-------- AVAILABLE DATA

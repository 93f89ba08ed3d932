use actix_web::{web, App, HttpServer};
use actix_cors::Cors;
use anyhow::Context;
use dotenv::dotenv;
use promptgate_server::auth::handlers::{login, register};
use promptgate_server::chat::handlers::chat;
use promptgate_server::{health_check, AppState, Settings};
use std::net::TcpListener;
use tracing::info;
use tracing_subscriber::{EnvFilter, FmtSubscriber};

#[actix_web::main]
async fn main() -> anyhow::Result<()> {
    // Load environment variables
    dotenv().ok();

    // Initialize logging
    FmtSubscriber::builder()
        .with_env_filter(EnvFilter::try_from_default_env().unwrap_or_else(|_| EnvFilter::new("info")))
        .with_target(false)
        .with_thread_ids(true)
        .with_file(true)
        .with_line_number(true)
        .init();

    // Load configuration
    let config = Settings::new().context("failed to load configuration")?;
    info!("Configuration loaded successfully ({} environment)", config.environment);

    // Initialize application state
    let state = AppState::new(config)
        .await
        .context("failed to initialize application state")?;
    let config = state.config.clone();
    let state = web::Data::new(state);

    let address = format!("{}:{}", config.server.host, config.server.port);
    let listener = TcpListener::bind(&address)
        .with_context(|| format!("failed to bind {}", address))?;
    info!("Starting server at {}", address);

    let cors_settings = config.cors.clone();
    HttpServer::new(move || {
        let cors = if cors_settings.enabled {
            let cors_config = if cors_settings.allow_any_origin {
                Cors::default()
                    .allow_any_origin()
                    .allow_any_method()
                    .allow_any_header()
            } else {
                Cors::default()
                    .allowed_origin("http://localhost:8080")
                    .allowed_origin("http://127.0.0.1:8080")
                    .allowed_methods(vec!["GET", "POST"])
                    .allowed_headers(vec!["Authorization", "Content-Type"])
            };
            cors_config.max_age(cors_settings.max_age as usize)
        } else {
            // CORS disabled - use most restrictive settings
            Cors::default()
        };

        App::new()
            .wrap(cors)
            .app_data(state.clone())
            .route("/health", web::get().to(health_check))
            .route("/register", web::post().to(register))
            .route("/login", web::post().to(login))
            .route("/chat", web::post().to(chat))
    })
    .listen(listener)?
    .workers(config.server.workers as usize)
    .run()
    .await
    .context("server terminated with an error")?;

    Ok(())
}
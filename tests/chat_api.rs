use actix_web::{test, web, App};
use async_trait::async_trait;
use chrono::{Duration, NaiveDate, Utc};
use mockall::mock;
use promptgate_server::auth::handlers::{login, register};
use promptgate_server::chat::handlers::chat;
use promptgate_server::error::{DatabaseError, ProxyError, SecretError, QUOTA_MESSAGE};
use promptgate_server::secrets::SigningKey;
use promptgate_server::{
    AppState, CompletionProvider, GenerationParams, MemoryStore, PromptRecord, PromptStore,
    SecretProvider, Settings, StaticSecretProvider, TokenCodec,
};
use serde_json::json;
use std::sync::Arc;

const SECRET: &str = "test_secret";

mock! {
    pub Completion {}

    #[async_trait]
    impl CompletionProvider for Completion {
        async fn complete(&self, prompt: &str, params: &GenerationParams) -> Result<String, ProxyError>;
    }
}

struct EchoCompletion;

#[async_trait]
impl CompletionProvider for EchoCompletion {
    async fn complete(&self, prompt: &str, params: &GenerationParams) -> Result<String, ProxyError> {
        Ok(format!("echo({}, max_tokens={}): {}", params.return_likelihoods, params.max_tokens, prompt))
    }
}

/// Counts come from memory; writes always fail.
struct ReadOnlyPrompts(MemoryStore);

#[async_trait]
impl PromptStore for ReadOnlyPrompts {
    async fn put(&self, _record: &PromptRecord) -> Result<(), DatabaseError> {
        Err(DatabaseError::Unavailable("prompts table is read-only".into()))
    }

    async fn count_by_email_and_date(&self, email: &str, date: NaiveDate) -> Result<u64, DatabaseError> {
        self.0.count_by_email_and_date(email, date).await
    }
}

/// Counting fails; nothing is ever recorded.
struct UnreachablePrompts;

#[async_trait]
impl PromptStore for UnreachablePrompts {
    async fn put(&self, _record: &PromptRecord) -> Result<(), DatabaseError> {
        Err(DatabaseError::Unavailable("connection refused".into()))
    }

    async fn count_by_email_and_date(&self, _email: &str, _date: NaiveDate) -> Result<u64, DatabaseError> {
        Err(DatabaseError::Unavailable("connection refused".into()))
    }
}

/// Writes go to memory; counting always fails.
struct UncountablePrompts(MemoryStore);

#[async_trait]
impl PromptStore for UncountablePrompts {
    async fn put(&self, record: &PromptRecord) -> Result<(), DatabaseError> {
        PromptStore::put(&self.0, record).await
    }

    async fn count_by_email_and_date(&self, _email: &str, _date: NaiveDate) -> Result<u64, DatabaseError> {
        Err(DatabaseError::Timeout)
    }
}

struct BrokenSecrets;

#[async_trait]
impl SecretProvider for BrokenSecrets {
    async fn signing_key(&self) -> Result<SigningKey, SecretError> {
        Err(SecretError::Unavailable("secrets backend unreachable".into()))
    }
}

struct SlowSecrets;

#[async_trait]
impl SecretProvider for SlowSecrets {
    async fn signing_key(&self) -> Result<SigningKey, SecretError> {
        tokio::time::sleep(std::time::Duration::from_secs(5)).await;
        Ok(SigningKey::new(SECRET))
    }
}

fn test_config() -> Settings {
    Settings::new_for_test().expect("Failed to load test config")
}

fn state_from(
    config: Settings,
    prompts: Arc<dyn PromptStore>,
    secrets: Arc<dyn SecretProvider>,
    completion: Arc<dyn CompletionProvider>,
) -> AppState {
    AppState::from_parts(config, Arc::new(MemoryStore::new()), prompts, secrets, completion)
}

fn state_with(prompts: Arc<dyn PromptStore>, completion: Arc<dyn CompletionProvider>) -> AppState {
    state_from(test_config(), prompts, Arc::new(StaticSecretProvider::new(SECRET)), completion)
}

fn server_token() -> String {
    TokenCodec::default()
        .issue("some-id", "a@x.com", &SigningKey::new(SECRET), Utc::now())
        .unwrap()
}

fn default_state() -> AppState {
    state_with(Arc::new(MemoryStore::new()), Arc::new(EchoCompletion))
}

macro_rules! chat_app {
    ($state:expr) => {
        test::init_service(
            App::new()
                .app_data(web::Data::new($state))
                .route("/register", web::post().to(register))
                .route("/login", web::post().to(login))
                .route("/chat", web::post().to(chat))
        )
        .await
    };
}

macro_rules! login_token {
    ($app:expr, $email:expr) => {{
        let registered = test::TestRequest::post()
            .uri("/register")
            .set_json(json!({"email": $email, "password": "p1"}))
            .send_request(&$app)
            .await;
        assert_eq!(registered.status(), 201);

        let resp = test::TestRequest::post()
            .uri("/login")
            .set_json(json!({"email": $email, "password": "p1"}))
            .send_request(&$app)
            .await;
        assert_eq!(resp.status(), 200);
        let body: serde_json::Value = test::read_body_json(resp).await;
        body["token"].as_str().unwrap().to_string()
    }};
}

fn chat_request(token: &str, prompt: &str) -> test::TestRequest {
    test::TestRequest::post()
        .uri("/chat")
        .insert_header(("Authorization", format!("Bearer {}", token)))
        .set_json(json!({"prompt": prompt}))
}

#[actix_web::test]
async fn test_quota_allows_three_per_day() {
    let app = chat_app!(default_state());
    let token = login_token!(app, "a@x.com");

    for served in 1..=3u64 {
        let resp = chat_request(&token, "Where is Lake Naivasha?").send_request(&app).await;
        assert_eq!(resp.status(), 200);
        let body: serde_json::Value = test::read_body_json(resp).await;
        assert_eq!(body["prompt"], "Where is Lake Naivasha?");
        assert_eq!(body["response"], "echo(NONE, max_tokens=400): Where is Lake Naivasha?");
        assert_eq!(body["queries"], served);
        assert_eq!(body["balance"], 3 - served);
    }

    let resp = chat_request(&token, "one more").send_request(&app).await;
    assert_eq!(resp.status(), 401);
    let body: serde_json::Value = test::read_body_json(resp).await;
    assert_eq!(body, json!({"message": QUOTA_MESSAGE}));

    // A second user still has a full allowance.
    let other = login_token!(app, "b@x.com");
    let resp = chat_request(&other, "hello").send_request(&app).await;
    assert_eq!(resp.status(), 200);
}

#[actix_web::test]
async fn test_expired_token_is_unauthorized() {
    let app = chat_app!(default_state());
    let issued = Utc::now() - Duration::hours(2);
    let token = TokenCodec::default()
        .issue("some-id", "a@x.com", &SigningKey::new(SECRET), issued)
        .unwrap();

    let resp = chat_request(&token, "hi").send_request(&app).await;
    assert_eq!(resp.status(), 401);
    let body: serde_json::Value = test::read_body_json(resp).await;
    assert_eq!(body, json!({"message": "Invalid or expired token"}));
}

#[actix_web::test]
async fn test_token_signed_with_other_secret_is_unauthorized() {
    let app = chat_app!(default_state());
    let token = TokenCodec::default()
        .issue("some-id", "a@x.com", &SigningKey::new("not-the-server-secret"), Utc::now())
        .unwrap();

    let resp = chat_request(&token, "hi").send_request(&app).await;
    assert_eq!(resp.status(), 401);

    let resp = chat_request("garbage", "hi").send_request(&app).await;
    assert_eq!(resp.status(), 401);
}

#[actix_web::test]
async fn test_authorization_header_problems_are_bad_requests() {
    let app = chat_app!(default_state());

    let missing = test::TestRequest::post()
        .uri("/chat")
        .set_json(json!({"prompt": "hi"}))
        .send_request(&app)
        .await;
    assert_eq!(missing.status(), 400);
    let body: serde_json::Value = test::read_body_json(missing).await;
    assert_eq!(body["message"], "Authorization header missing");

    let wrong_scheme = test::TestRequest::post()
        .uri("/chat")
        .insert_header(("Authorization", "Basic YTpi"))
        .set_json(json!({"prompt": "hi"}))
        .send_request(&app)
        .await;
    assert_eq!(wrong_scheme.status(), 400);
    let body: serde_json::Value = test::read_body_json(wrong_scheme).await;
    assert_eq!(body["message"], "Invalid Authorization header format");
}

#[actix_web::test]
async fn test_empty_prompt_is_bad_request() {
    let app = chat_app!(default_state());
    let token = login_token!(app, "a@x.com");

    let resp = chat_request(&token, "   ").send_request(&app).await;
    assert_eq!(resp.status(), 400);

    let no_body = test::TestRequest::post()
        .uri("/chat")
        .insert_header(("Authorization", format!("Bearer {}", token)))
        .send_request(&app)
        .await;
    assert_eq!(no_body.status(), 400);
}

#[actix_web::test]
async fn test_provider_failure_is_internal_error_and_not_counted() {
    let prompts = Arc::new(MemoryStore::new());
    let mut completion = MockCompletion::new();
    completion
        .expect_complete()
        .times(1)
        .returning(|_, _| Err(ProxyError::ResponseError("upstream exploded".into())));

    let app = chat_app!(state_with(prompts.clone(), Arc::new(completion)));
    let token = login_token!(app, "a@x.com");

    let resp = chat_request(&token, "hi").send_request(&app).await;
    assert_eq!(resp.status(), 500);
    let body: serde_json::Value = test::read_body_json(resp).await;
    assert_eq!(body, json!({"message": "Internal Server Error"}));

    let today = Utc::now().date_naive();
    assert_eq!(prompts.count_by_email_and_date("a@x.com", today).await.unwrap(), 0);
}

#[actix_web::test]
async fn test_quota_exhausted_never_reaches_provider() {
    let prompts = Arc::new(MemoryStore::new());
    for i in 0..3 {
        let record = PromptRecord::new("u1".into(), "a@x.com".into(), format!("earlier {}", i));
        PromptStore::put(prompts.as_ref(), &record).await.unwrap();
    }

    let mut completion = MockCompletion::new();
    completion.expect_complete().never();

    let app = chat_app!(state_with(prompts, Arc::new(completion)));
    let token = login_token!(app, "a@x.com");

    let resp = chat_request(&token, "hi").send_request(&app).await;
    assert_eq!(resp.status(), 401);
}

#[actix_web::test]
async fn test_record_failure_is_internal_error() {
    let app = chat_app!(state_with(
        Arc::new(ReadOnlyPrompts(MemoryStore::new())),
        Arc::new(EchoCompletion),
    ));
    let token = login_token!(app, "a@x.com");

    let resp = chat_request(&token, "hi").send_request(&app).await;
    assert_eq!(resp.status(), 500);
}

#[actix_web::test]
async fn test_secret_failure_during_validation_is_internal_error() {
    let mut completion = MockCompletion::new();
    completion.expect_complete().never();

    let app = chat_app!(state_from(
        test_config(),
        Arc::new(MemoryStore::new()),
        Arc::new(BrokenSecrets),
        Arc::new(completion),
    ));

    let resp = chat_request(&server_token(), "hi").send_request(&app).await;
    assert_eq!(resp.status(), 500);
    let body: serde_json::Value = test::read_body_json(resp).await;
    assert_eq!(body, json!({"message": "Internal Server Error"}));
}

#[actix_web::test]
async fn test_secret_timeout_during_validation_is_internal_error() {
    let mut config = test_config();
    config.timeouts.secret_ms = 20;
    let mut completion = MockCompletion::new();
    completion.expect_complete().never();

    let app = chat_app!(state_from(
        config,
        Arc::new(MemoryStore::new()),
        Arc::new(SlowSecrets),
        Arc::new(completion),
    ));

    let resp = chat_request(&server_token(), "hi").send_request(&app).await;
    assert_eq!(resp.status(), 500);
    let body: serde_json::Value = test::read_body_json(resp).await;
    assert_eq!(body, json!({"message": "Internal Server Error"}));
}

#[actix_web::test]
async fn test_failed_count_is_internal_error_when_failing_closed() {
    let mut config = test_config();
    config.quota.fail_open = false;
    let mut completion = MockCompletion::new();
    completion.expect_complete().never();

    let app = chat_app!(state_from(
        config,
        Arc::new(UnreachablePrompts),
        Arc::new(StaticSecretProvider::new(SECRET)),
        Arc::new(completion),
    ));

    let resp = chat_request(&server_token(), "hi").send_request(&app).await;
    assert_eq!(resp.status(), 500);
    let body: serde_json::Value = test::read_body_json(resp).await;
    assert_eq!(body, json!({"message": "Internal Server Error"}));
}

#[actix_web::test]
async fn test_failed_count_admits_request_when_failing_open() {
    let mut completion = MockCompletion::new();
    completion
        .expect_complete()
        .times(1)
        .returning(|_, _| Ok("served anyway".to_string()));

    let app = chat_app!(state_with(Arc::new(UncountablePrompts(MemoryStore::new())), Arc::new(completion)));

    let resp = chat_request(&server_token(), "hi").send_request(&app).await;
    assert_eq!(resp.status(), 200);
    let body: serde_json::Value = test::read_body_json(resp).await;
    assert_eq!(body["response"], "served anyway");
    assert_eq!(body["queries"], 1);
    assert_eq!(body["balance"], 2);
}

----------------

▸ **YOUR INSTRUCTIONS**: Only the lines that contain the word "impl" should be copied from the material.

▸ **ANSWER TO THIS PROBLEM**:
    impl CompletionProvider for Completion {
impl CompletionProvider for EchoCompletion {
impl PromptStore for ReadOnlyPrompts {
impl PromptStore for UnreachablePrompts {
impl PromptStore for UncountablePrompts {
impl SecretProvider for BrokenSecrets {
impl SecretProvider for SlowSecrets {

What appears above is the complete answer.